Dans ce cas, il faut supposer le gallo-romain loch(ha), ou le vieil-alémanique lahha ou luhha, à l'origine de l'allemand das Loch ou die Lache, les deux proches du latin lacus qui a engendré le mot français lac. Le premier sens indo-européen, présent en gaulois, germanique ou même en latin, signifie le trou, la fosse, éventuellement rempli(e) d'eau soit le lac, le plan d'eau, la rivière calme. Les archéologues allemands ont pu prouver l'existence antique d'un lac naturel, à l'endroit marécageux où les ingénieurs allemands ont recreusé de 1889 à 1892 le lac-réservoir de la Lauch.
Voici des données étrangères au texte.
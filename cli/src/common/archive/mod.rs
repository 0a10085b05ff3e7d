//! # Forge Archive Utilities (`common::archive`)
//!
//! File: cli/src/common/archive/mod.rs
//!
//! ## Overview
//!
//! Packaging of generated projects for download. The only format is a
//! gzipped tarball; see [`tar`] for the exact layout guarantees.
//!
pub mod tar;

/// MIME type served for packaged projects.
pub const CONTENT_TYPE: &str = "application/gzip";

/// File extension used for packaged projects.
pub const EXTENSION: &str = "tar.gz";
Les peuplades gauloises considéraient probablement ce dernier lieu montagnard comme la naissance sacrée de la rivière. D'où l'interprétation alémanique en eau du lac ou « Lochaha », bien observable au milieu du Moyen Âge. Le grand versant au soleil, constellé de chaumes dès l'Antiquité, en a gardé de multiples traces dans sa toponymie.
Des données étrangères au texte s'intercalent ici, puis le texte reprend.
//! # Condition Evaluator
//!
//! File: cli/src/blueprint/condition/mod.rs
//!
//! ## Overview
//!
//! Conditions gate whether a file mapping or dependency entry is active for
//! a given set of resolved variables. They use a small boolean
//! grammar, independent of the template engine:
//!
//! - `UseDocker`: truthiness of a variable
//! - `Database == 'postgres'`, `Port != 8080`, `UseTls == true`: comparison
//!   of a variable with a literal
//! - `!X`, `not X`, `A && B`, `A and B`, `A || B`, `A or B`, parentheses
//!
//! ## Lifecycle
//!
//! 1. `Condition::parse` runs when the blueprint is loaded.
//! 2. `Condition::check` verifies, also at load time, that every referenced
//!    variable is declared and that literals match the variable's kind.
//! 3. `Condition::evaluate` is pure and total: any condition that survived
//!    loading evaluates to `true` or `false` for every variable set.
//!
//! An unset variable is falsy; `==` against it is `false` and `!=` is `true`.
//!
mod lexer;
mod parser;

use crate::blueprint::schema::{VariableKind, VariableSpec};
use crate::blueprint::variables::{ResolvedVariables, VariableValue};
use serde::{Serialize, Serializer};
use std::collections::BTreeSet;
use std::fmt;
use thiserror::Error;

#[derive(Debug, Clone, PartialEq, Eq, Error)]
#[error("at offset {position}: {message}")]
pub struct ConditionError {
    pub position: usize,
    pub message: String,
}

impl ConditionError {
    pub(crate) fn new(position: usize, message: impl Into<String>) -> Self {
        Self {
            position,
            message: message.into(),
        }
    }
}

#[derive(Debug, Clone, Copy, PartialEq, Eq)]
pub enum CompareOp {
    Eq,
    Ne,
}

#[derive(Debug, Clone, PartialEq)]
pub enum Literal {
    Str(String),
    Number(f64),
    Bool(bool),
}

impl fmt::Display for Literal {
    fn fmt(&self, f: &mut fmt::Formatter<'_>) -> fmt::Result {
        match self {
            Self::Str(s) => write!(f, "'{}'", s),
            Self::Number(n) => write!(f, "{}", n),
            Self::Bool(b) => write!(f, "{}", b),
        }
    }
}

#[derive(Debug, Clone, PartialEq)]
pub enum Expr {
    Truthy(String),
    Compare {
        variable: String,
        op: CompareOp,
        literal: Literal,
    },
    Not(Box<Expr>),
    And(Box<Expr>, Box<Expr>),
    Or(Box<Expr>, Box<Expr>),
}

impl Expr {
    fn evaluate(&self, vars: &ResolvedVariables) -> bool {
        match self {
            Self::Truthy(name) => vars.get(name).is_some_and(VariableValue::is_truthy),
            Self::Compare {
                variable,
                op,
                literal,
            } => {
                let equal = vars
                    .get(variable)
                    .is_some_and(|value| literal_matches(value, literal));
                match op {
                    CompareOp::Eq => equal,
                    CompareOp::Ne => !equal,
                }
            }
            Self::Not(inner) => !inner.evaluate(vars),
            Self::And(left, right) => left.evaluate(vars) && right.evaluate(vars),
            Self::Or(left, right) => left.evaluate(vars) || right.evaluate(vars),
        }
    }

    fn collect_variables<'a>(&'a self, out: &mut BTreeSet<&'a str>) {
        match self {
            Self::Truthy(name) => {
                out.insert(name.as_str());
            }
            Self::Compare { variable, .. } => {
                out.insert(variable.as_str());
            }
            Self::Not(inner) => inner.collect_variables(out),
            Self::And(left, right) | Self::Or(left, right) => {
                left.collect_variables(out);
                right.collect_variables(out);
            }
        }
    }

    fn check(&self, variables: &[VariableSpec]) -> Result<(), String> {
        match self {
            Self::Truthy(name) => lookup(variables, name).map(|_| ()),
            Self::Compare {
                variable, literal, ..
            } => {
                let spec = lookup(variables, variable)?;
                let compatible = matches!(
                    (spec.kind, literal),
                    (VariableKind::String | VariableKind::Choice, Literal::Str(_))
                        | (VariableKind::Bool, Literal::Bool(_))
                        | (VariableKind::Number, Literal::Number(_))
                );
                if !compatible {
                    return Err(format!(
                        "cannot compare {} variable '{}' with {}",
                        spec.kind, variable, literal
                    ));
                }
                if let (VariableKind::Choice, Literal::Str(value)) = (spec.kind, literal) {
                    if !spec.choices.iter().any(|c| c == value) {
                        return Err(format!(
                            "'{}' is not a declared choice of '{}'",
                            value, variable
                        ));
                    }
                }
                Ok(())
            }
            Self::Not(inner) => inner.check(variables),
            Self::And(left, right) | Self::Or(left, right) => {
                left.check(variables)?;
                right.check(variables)
            }
        }
    }
}

fn lookup<'a>(variables: &'a [VariableSpec], name: &str) -> Result<&'a VariableSpec, String> {
    variables
        .iter()
        .find(|v| v.name == name)
        .ok_or_else(|| format!("references undeclared variable '{}'", name))
}

fn literal_matches(value: &VariableValue, literal: &Literal) -> bool {
    match (value, literal) {
        (VariableValue::String(v) | VariableValue::Choice(v), Literal::Str(l)) => v == l,
        (VariableValue::Bool(v), Literal::Bool(l)) => v == l,
        (VariableValue::Number(v), Literal::Number(l)) => v == l,
        _ => false,
    }
}

/// A parsed condition together with its source text.
#[derive(Debug, Clone, PartialEq)]
pub struct Condition {
    source: String,
    expr: Expr,
}

impl Condition {
    pub fn parse(source: &str) -> Result<Self, ConditionError> {
        let expr = parser::Parser::parse(source)?;
        Ok(Self {
            source: source.trim().to_string(),
            expr,
        })
    }

    /// Verifies references and literal types against the declared variables.
    pub fn check(&self, variables: &[VariableSpec]) -> Result<(), String> {
        self.expr.check(variables)
    }

    pub fn evaluate(&self, vars: &ResolvedVariables) -> bool {
        self.expr.evaluate(vars)
    }

    /// Names of every variable the condition reads.
    pub fn variables(&self) -> BTreeSet<&str> {
        let mut out = BTreeSet::new();
        self.expr.collect_variables(&mut out);
        out
    }

    pub fn as_str(&self) -> &str {
        &self.source
    }

    pub fn expr(&self) -> &Expr {
        &self.expr
    }
}

/// An absent condition is always true.
pub fn is_active(condition: Option<&Condition>, vars: &ResolvedVariables) -> bool {
    condition.map_or(true, |c| c.evaluate(vars))
}

impl fmt::Display for Condition {
    fn fmt(&self, f: &mut fmt::Formatter<'_>) -> fmt::Result {
        f.write_str(&self.source)
    }
}

impl Serialize for Condition {
    fn serialize<S: Serializer>(&self, serializer: S) -> Result<S::Ok, S::Error> {
        serializer.serialize_str(&self.source)
    }
}

#[cfg(test)]
mod tests {
    use super::*;

    fn spec(name: &str, kind: VariableKind, choices: &[&str]) -> VariableSpec {
        VariableSpec {
            name: name.to_string(),
            kind,
            default: None,
            required: false,
            pattern: None,
            choices: choices.iter().map(|c| c.to_string()).collect(),
            description: None,
        }
    }

    fn declared() -> Vec<VariableSpec> {
        vec![
            spec("UseDocker", VariableKind::Bool, &[]),
            spec("Database", VariableKind::Choice, &["postgres", "sqlite", "none"]),
            spec("Port", VariableKind::Number, &[]),
            spec("Author", VariableKind::String, &[]),
        ]
    }

    fn vars(pairs: &[(&str, VariableValue)]) -> ResolvedVariables {
        pairs
            .iter()
            .map(|(k, v)| (k.to_string(), v.clone()))
            .collect()
    }

    #[test]
    fn test_evaluates_against_resolved_variables() {
        let cond = Condition::parse("UseDocker && Database != 'none'").unwrap();
        cond.check(&declared()).unwrap();

        let on = vars(&[
            ("UseDocker", VariableValue::Bool(true)),
            ("Database", VariableValue::Choice("postgres".into())),
        ]);
        let off = vars(&[
            ("UseDocker", VariableValue::Bool(true)),
            ("Database", VariableValue::Choice("none".into())),
        ]);
        assert!(cond.evaluate(&on));
        assert!(!cond.evaluate(&off));
    }

    #[test]
    fn test_unset_variables() {
        let empty = ResolvedVariables::default();
        assert!(!Condition::parse("Author").unwrap().evaluate(&empty));
        assert!(!Condition::parse("Author == 'x'").unwrap().evaluate(&empty));
        assert!(Condition::parse("Author != 'x'").unwrap().evaluate(&empty));
        assert!(Condition::parse("not Author").unwrap().evaluate(&empty));
    }

    #[test]
    fn test_number_and_bool_literals() {
        let v = vars(&[
            ("Port", VariableValue::Number(8080.0)),
            ("UseDocker", VariableValue::Bool(false)),
        ]);
        assert!(Condition::parse("Port == 8080").unwrap().evaluate(&v));
        assert!(Condition::parse("UseDocker == false || Port != 80")
            .unwrap()
            .evaluate(&v));
    }

    #[test]
    fn test_check_rejects_undeclared_and_mistyped() {
        let declared = declared();
        let err = Condition::parse("UseKafka").unwrap().check(&declared).unwrap_err();
        assert!(err.contains("undeclared variable 'UseKafka'"));

        let err = Condition::parse("UseDocker == 'yes'")
            .unwrap()
            .check(&declared)
            .unwrap_err();
        assert!(err.contains("cannot compare bool"));

        let err = Condition::parse("Database == 'mysql'")
            .unwrap()
            .check(&declared)
            .unwrap_err();
        assert!(err.contains("not a declared choice"));
    }

    #[test]
    fn test_absent_condition_is_always_true() {
        assert!(is_active(None, &ResolvedVariables::default()));
    }

    #[test]
    fn test_variables_and_display() {
        let cond = Condition::parse("  (B || A) && !A ").unwrap();
        assert_eq!(cond.variables().into_iter().collect::<Vec<_>>(), vec!["A", "B"]);
        assert_eq!(cond.to_string(), "(B || A) && !A");
        assert_eq!(serde_json::to_string(&cond).unwrap(), "\"(B || A) && !A\"");
    }
}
Un parcours d'une cinquantaine de kilomètres jusqu'à Colmar

La Lauch prend sa source sur le versant oriental du massif des Vosges, sur les pentes du massif du Breitfirst et du Lauchenkopf vers 1 200 m d'altitude au-dessus de la vallée de Lautenbach. En contrebas, un barrage datant de 1894 forme le lac de la Lauch. Le torrent fougueux coule d'ouest en est, et forme la limite entre les communes de Linthal, puis Lautenbach au nord et de Lautenbachzell au sud. Ses petits affluents montagnards sont :

  • à gauche, le Klinzrunz venu du Klintz(kopf), le Hoellrunz, le Schmelrunz, puis le Belchenbach né sous le versant méridional du Petit Ballon avant d'emprunter la vallée de Linthal, enfin le Grosse Sulzbach et le Petit Sulzbach
  • à droite, le Hirsengrabenrunz, le Belchenseebach (apportant les eaux du lac du Ballon), le Felsenbach grossi du Klettenbach né sous une crête du Grand Ballon, le Widersbach.

Elle traverse ensuite la grande vallée élargie du Florival (l'autre nom de la vallée de la Lauch) où elle collecte à gauche le Durrenbach et à droite le ruisseau de Murbach. Le parcours vosgien est estimé à 17 kilomètres.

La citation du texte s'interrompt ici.